La produzione cinese su larga scala di pannelli fotovoltaici sta portando una rivoluzione nel settore. I costi sono più che competitivi e la qualità sempre più adeguata.

Ne hanno dovuto prendere atto anche negli Stati Uniti dove nel 2009 sono stati importati dalla Cina pannelli per 3,3 GW per un valore di 6,6 miliardi di dollari.

Anche il più grande impianto fotovoltaico degli USA, quello del campus della Livingston Rutgers University nel New Jersey ha i suoi 7600 pannelli provenienti dalla Cina. La ragione? Buona qualità e convenienza economica.

Bloomberg ha recentemente pubblicato un’analisi del settore considerando tutti gli aspetti, politici, economici e di impatto ambientale. La conclusione è stata che la Cina sta già operando una rivoluzione nel campo.
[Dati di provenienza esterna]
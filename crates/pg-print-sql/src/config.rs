use crate::error::{PrintSqlError, PrintSqlResult};
use crate::sink::{ConsoleSink, FileSink, LogSink, SqlSink};
use serde::Deserialize;
use std::path::PathBuf;
use std::sync::Arc;

/// Where a scope's output goes.
#[derive(Debug, Clone, Default, PartialEq, Eq, Deserialize)]
#[serde(tag = "kind", rename_all = "snake_case")]
pub enum SinkConfig {
    /// Print to stdout.
    #[default]
    Console,
    /// Emit `tracing` events.
    Log {
        /// Event level (`trace`, `debug`, `info`, `warn`, `error`). Defaults to `debug`.
        #[serde(default)]
        level: Option<String>,
        /// Truncate logged SQL to this many bytes.
        #[serde(default)]
        max_sql_length: Option<usize>,
    },
    /// Write to a file, opened when the scope begins.
    File {
        path: PathBuf,
        /// Write the call stack before every statement.
        #[serde(default)]
        trace: bool,
        /// Only write stack frames whose source path starts with this prefix.
        #[serde(default)]
        path_prefix: Option<String>,
    },
}

impl SinkConfig {
    /// Create the sink this configuration describes.
    ///
    /// For [`SinkConfig::File`] this creates (or truncates) the file.
    pub fn open(&self) -> PrintSqlResult<Arc<dyn SqlSink>> {
        let sink: Arc<dyn SqlSink> = match self {
            SinkConfig::Console => Arc::new(ConsoleSink),
            SinkConfig::Log {
                level,
                max_sql_length,
            } => {
                let mut sink = LogSink::new();
                if let Some(level) = level {
                    sink = sink.level(level.parse().map_err(|_| {
                        PrintSqlError::config(format!("invalid log level: {level}"))
                    })?);
                }
                if let Some(len) = max_sql_length {
                    sink = sink.max_sql_length(*len);
                }
                Arc::new(sink)
            }
            SinkConfig::File {
                path,
                trace,
                path_prefix,
            } => {
                let mut sink = FileSink::create(path)?.with_trace(*trace);
                if let Some(prefix) = path_prefix {
                    sink = sink.with_path_prefix(prefix.clone());
                }
                Arc::new(sink)
            }
        };
        Ok(sink)
    }
}

/// Configuration for SQL printing scopes.
///
/// By default every statement is printed to stdout with its elapsed time.
#[derive(Debug, Clone, Default, PartialEq, Eq, Deserialize)]
#[serde(default, deny_unknown_fields)]
pub struct PrintSqlConfig {
    /// Only report the query count and total time, not the statements.
    pub count_only: bool,
    /// Annotate each statement with its start time relative to the scope's first query.
    pub relative_time: bool,
    /// Output destination.
    pub sink: SinkConfig,
}

impl PrintSqlConfig {
    /// Create a configuration with defaults (all statements, stdout).
    pub fn new() -> Self {
        Self::default()
    }

    /// Parse a configuration from TOML.
    ///
    /// ```toml
    /// count_only = false
    /// relative_time = true
    ///
    /// [sink]
    /// kind = "file"
    /// path = "/tmp/queries.log"
    /// trace = true
    /// path_prefix = "/srv/app/src"
    /// ```
    pub fn from_toml_str(s: &str) -> PrintSqlResult<Self> {
        Ok(toml::from_str(s)?)
    }

    /// Only report counts and timing.
    pub fn with_count_only(mut self, count_only: bool) -> Self {
        self.count_only = count_only;
        self
    }

    /// Annotate statements with their start offset within the scope.
    pub fn with_relative_time(mut self, relative_time: bool) -> Self {
        self.relative_time = relative_time;
        self
    }

    /// Set the output destination.
    pub fn with_sink(mut self, sink: SinkConfig) -> Self {
        self.sink = sink;
        self
    }
}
Grazie alle economie di scala della produzione cinese, fatta di grandi numeri, il fotovoltaico diventa sempre più alla portata di una parte più larga di consumatori.
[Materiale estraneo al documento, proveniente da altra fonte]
//! Compiled queries: a SQL template plus its parameters.

use crate::error::SubstitutionError;
use crate::render;
use crate::value::SqlValue;
use std::collections::BTreeMap;

/// Parameters bound to a template.
#[derive(Debug, Clone, PartialEq)]
pub enum Params {
    /// Consumed in order by `%s` placeholders.
    Positional(Vec<SqlValue>),
    /// Looked up by `%(name)s` placeholders.
    Named(BTreeMap<String, SqlValue>),
}

impl Default for Params {
    fn default() -> Self {
        Params::Positional(Vec::new())
    }
}

impl Params {
    /// Number of bound values.
    pub fn len(&self) -> usize {
        match self {
            Params::Positional(v) => v.len(),
            Params::Named(m) => m.len(),
        }
    }

    pub fn is_empty(&self) -> bool {
        self.len() == 0
    }
}

/// A SQL template with `%s` / `%(name)s` placeholders and the values that fill them.
///
/// This is the unit every [`Executor`](crate::Executor) receives. The same template drives
/// the printed statement ([`CompiledQuery::render`]) and the executed one
/// ([`CompiledQuery::to_postgres`]).
///
/// # Example
///
/// ```ignore
/// use pg_print_sql::query;
///
/// let q = query("SELECT * FROM users WHERE id = %s").bind(5);
/// assert_eq!(q.render()?, "SELECT * FROM users WHERE id = 5");
/// ```
#[derive(Debug, Clone, PartialEq)]
pub struct CompiledQuery {
    template: String,
    params: Params,
    mixed: bool,
}

/// Start a query from a percent-style SQL template.
pub fn query(template: impl Into<String>) -> CompiledQuery {
    CompiledQuery::new(template)
}

impl CompiledQuery {
    /// Create a query with no parameters.
    pub fn new(template: impl Into<String>) -> Self {
        Self {
            template: template.into(),
            params: Params::default(),
            mixed: false,
        }
    }

    /// Create a query from an already assembled template/parameter pair.
    pub fn from_parts(template: impl Into<String>, params: Params) -> Self {
        Self {
            template: template.into(),
            params,
            mixed: false,
        }
    }

    /// Bind the next positional parameter.
    pub fn bind(mut self, value: impl Into<SqlValue>) -> Self {
        match &mut self.params {
            Params::Positional(values) => values.push(value.into()),
            Params::Named(_) => self.mixed = true,
        }
        self
    }

    /// Bind a named parameter.
    ///
    /// The first named bind turns an empty positional list into a mapping; binding a name
    /// after positional values makes the query fail to render.
    pub fn bind_named(mut self, name: impl Into<String>, value: impl Into<SqlValue>) -> Self {
        if let Params::Positional(values) = &self.params {
            if values.is_empty() {
                self.params = Params::Named(BTreeMap::new());
            } else {
                self.mixed = true;
                return self;
            }
        }
        if let Params::Named(map) = &mut self.params {
            map.insert(name.into(), value.into());
        }
        self
    }

    /// The template/parameter pair.
    pub fn as_sql(&self) -> (&str, &Params) {
        (&self.template, &self.params)
    }

    pub fn template(&self) -> &str {
        &self.template
    }

    pub fn params(&self) -> &Params {
        &self.params
    }

    /// Inline the parameters into the template, producing a literal statement for display.
    pub fn render(&self) -> Result<String, SubstitutionError> {
        self.check_mixed()?;
        render::substitute(&self.template, &self.params)
    }

    /// Translate the template to `$N` placeholders and return the values in bind order.
    pub fn to_postgres(&self) -> Result<(String, Vec<&SqlValue>), SubstitutionError> {
        self.check_mixed()?;
        render::number_placeholders(&self.template, &self.params)
    }

    fn check_mixed(&self) -> Result<(), SubstitutionError> {
        if !self.mixed {
            return Ok(());
        }
        Err(match self.params {
            Params::Positional(_) => SubstitutionError::RequiresMapping,
            Params::Named(_) => SubstitutionError::PositionalWithMapping,
        })
    }
}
E’ già successo per altri prodotti ( computer portatili, televisori a schermo piatto ed altri electronics ) che inizialmente avevano un elevato costo e poi hanno avuto una larga diffusione grazie proprio ai produttori cinesi.

Il vantaggio è tutto del consumatore finale per il quale diventa sempre più conveniente installare pannelli fotovoltaici sul tetto della propria casa.